Stored data entries
━━━
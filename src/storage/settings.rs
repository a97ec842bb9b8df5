//! Settings storage
//!
//! Manages persistence of the panel settings.

use crate::storage::{get_data_dir, StorageError};
use serde::{Deserialize, Serialize};
use std::fs;
use std::path::{Path, PathBuf};
use std::time::Duration;

const DEFAULT_SERVER_URL: &str = "http://localhost:5000";
const DEFAULT_MODELS_PATH: &str = "/api/local-models";

/// Panel settings
#[derive(Debug, Clone, PartialEq, Serialize, Deserialize)]
pub struct PanelSettings {
    /// Base URL of the backend reporting local models
    #[serde(default = "default_server_url")]
    pub server_url: String,
    /// Path of the model list resource on the backend
    #[serde(default = "default_models_path")]
    pub models_path: String,
    /// Seconds between two automatic reads of the model list
    #[serde(default = "default_refresh_interval")]
    pub refresh_interval_secs: u64,
    /// Per-request timeout in seconds
    #[serde(default = "default_request_timeout")]
    pub request_timeout_secs: u64,
    /// UI theme: "dark" or "light"
    #[serde(default = "default_theme")]
    pub theme: String,
}

fn default_server_url() -> String {
    DEFAULT_SERVER_URL.to_string()
}

fn default_models_path() -> String {
    DEFAULT_MODELS_PATH.to_string()
}

fn default_refresh_interval() -> u64 {
    30
}

fn default_request_timeout() -> u64 {
    10
}

fn default_theme() -> String {
    "dark".to_string()
}

impl Default for PanelSettings {
    fn default() -> Self {
        Self {
            server_url: default_server_url(),
            models_path: default_models_path(),
            refresh_interval_secs: default_refresh_interval(),
            request_timeout_secs: default_request_timeout(),
            theme: default_theme(),
        }
    }
}

impl PanelSettings {
    /// Validate settings values
    ///
    /// Ensures all parameters are within acceptable ranges.
    pub fn validate(&mut self) {
        self.refresh_interval_secs = self.refresh_interval_secs.clamp(5, 3600);
        self.request_timeout_secs = self.request_timeout_secs.clamp(1, 120);

        let server_url = self.server_url.trim().trim_end_matches('/');
        if server_url.is_empty() {
            self.server_url = default_server_url();
        } else {
            self.server_url = server_url.to_string();
        }

        let models_path = self.models_path.trim();
        if models_path.is_empty() {
            self.models_path = default_models_path();
        } else if !models_path.starts_with('/') {
            self.models_path = format!("/{}", models_path);
        } else {
            self.models_path = models_path.to_string();
        }

        if self.theme != "dark" && self.theme != "light" {
            self.theme = default_theme();
        }
    }

    /// Full URL of the model list resource
    pub fn models_url(&self) -> String {
        format!("{}{}", self.server_url, self.models_path)
    }

    pub fn refresh_interval(&self) -> Duration {
        Duration::from_secs(self.refresh_interval_secs)
    }

    pub fn request_timeout(&self) -> Duration {
        Duration::from_secs(self.request_timeout_secs)
    }
}

/// Get the settings file path
fn get_settings_path() -> Result<PathBuf, StorageError> {
    Ok(get_data_dir()?.join("settings.json"))
}

/// Load settings from disk
///
/// Returns default settings if the file doesn't exist or is corrupted
pub fn load_settings() -> PanelSettings {
    match get_settings_path().and_then(|path| load_settings_from(&path)) {
        Ok(settings) => settings,
        Err(e) => {
            tracing::warn!("Failed to load settings, using defaults: {}", e);
            PanelSettings::default()
        }
    }
}

/// Load settings from a specific file
pub fn load_settings_from(path: &Path) -> Result<PanelSettings, StorageError> {
    if !path.exists() {
        tracing::info!("Settings file not found, using defaults");
        return Ok(PanelSettings::default());
    }

    let json = fs::read_to_string(path)?;
    let mut settings: PanelSettings = serde_json::from_str(&json)?;
    settings.validate();

    tracing::debug!("Loaded settings from {}", path.display());
    Ok(settings)
}

/// Save settings to disk
pub fn save_settings(settings: &PanelSettings) -> Result<(), StorageError> {
    save_settings_to(&get_settings_path()?, settings)
}

/// Save settings to a specific file
pub fn save_settings_to(path: &Path, settings: &PanelSettings) -> Result<(), StorageError> {
    // Ensure the parent directory exists
    if let Some(parent) = path.parent() {
        fs::create_dir_all(parent)?;
    }

    let json = serde_json::to_string_pretty(settings)?;
    fs::write(path, json)?;

    tracing::debug!("Saved settings to {}", path.display());
    Ok(())
}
━━━
Among the lines above, show every one that contains the string "clamp".

        self.refresh_interval_secs = self.refresh_interval_secs.clamp(5, 3600);
        self.request_timeout_secs = self.request_timeout_secs.clamp(1, 120);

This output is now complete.